As catastrophic climate events set new records year after year, the insurance sector faces a fundamental shift. Risk itself is changing. But so too is opportunity. Decarbonizing investment and underwriting portfolios isn’t just an ecological responsibility, it’s fast becoming a business necessity.
The good news? The evidence is mounting that insurers can reduce emissions and boost long-term profitability at the same time.
The Business Case for Climate-Forward Insurance
Insurers occupy a unique seat of influence. They don’t just underwrite risk; they invest trillions into the global economy. That dual role gives them an outsized ability and obligation to accelerate the transition to a low-carbon world.
Done well, portfolio decarbonization delivers benefits on both sides:
Underwriting: Reduces exposure to carbon-heavy liabilities while strengthening relationships with clients committed to long-term resilience.
Investments: Positions insurers to capture returns from the surging demand for clean technologies and sustainable infrastructure.

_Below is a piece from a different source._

pub mod analysis;
pub mod journal_entry;

pub use analysis::{AnalysisRecord, Confidence, Decision, TradingPlan};
pub use journal_entry::{JournalEntry, Outcome, TradeMode};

The market is already signaling the shift. According to recent research, 93% of investors believe climate challenges will materially impact financial performance within the next five years. Companies that lag risk credit downgrades and declining value. Meanwhile, the “green stars” firms that decarbonize early often outperform their peers.
GreenFInT: A New Lens for Portfolio Decarbonization
To help insurers make this transition profitably, Accenture developed the Green Financial Institution Tool (GreenFInT) , a decision-making engine designed to connect sustainability goals with financial outcomes.
GreenFInT allows insurers to model the effects of corporate climate transition strategies (such as moving from fossil fuels to renewables) under multiple climate scenarios, from “business as usual” to a Paris-aligned 1.5°C pathway.
The tool supports:
Regulatory compliance (e.g., ESRS E1 KPIs, CARD)
Portfolio-wide emissions monitoring (Scope 3, Category 15)
Risk management and stress testing
Capital allocation decisions
Business case assessments that blend financial and environmental outcomes
How It Works
By analyzing a company’s technology mix and transition plan, GreenFInT generates projections around:
Capital expenditure needs
Operational cost shifts
Profitability curves over time
Consider two examples:
A “green star” utility might invest heavily in renewables upfront. Yes, the near-term costs are steep, but over time they enjoy lower operating expenses, stronger margins, and resilience to regulatory tightening.
A “climate laggard” might avoid near-term investment but ultimately suffers as fuel costs climb, carbon penalties tighten, and customers pivot away.
The Payoff: Green Stars Win Long Term
Accenture’s modeling of a sample portfolio of 40 high-carbon European firms (spanning power, steel, real estate, and automotive) showed:
Through 2030: Laggards may appear to edge out green stars by roughly 6% on EBIT margin.
By 2050: Green stars pull far ahead delivering 30–40 percentage points stronger performance.
This illustrates the “tragedy of the horizon” the Bank of England has warned of: too many decisions focus on short-term gains at the expense of long-term viability. Tools like GreenFInT extend insurers’ line of sight, enabling decisions that are both profitable and sustainable.
Why Insurers Must Act Now
If history proves anything, it’s that the insurance sector knows how to adapt. It has weathered financial crises, pandemics, wars, and more. Climate change is simply the latest and perhaps the most existential test.
By embedding climate data into underwriting and investment choices, insurers can:
Reduce long-term exposure to systemic risks
Meet tightening regulatory and reporting expectations
Avoid reputational harm from greenwashing
Strengthen trust with clients and investors
Unlock new growth opportunities in the low-carbon economy
GreenFInT doesn’t just measure emissions, it provides a roadmap for building portfolios that thrive in a net-zero future.
The Way Forward
Decarbonization isn’t a “someday” problem. Investors, regulators, and society at large already expect bold action. The insurers that act decisively today using advanced tools and data-driven insights will be best positioned to lead tomorrow.
The toolkit exists. The business case is clear. The only missing piece is execution.
Now is the moment for insurers to move from strategy decks to tangible action and in doing so, steer not just their portfolios, but the world, toward a more resilient and profitable future.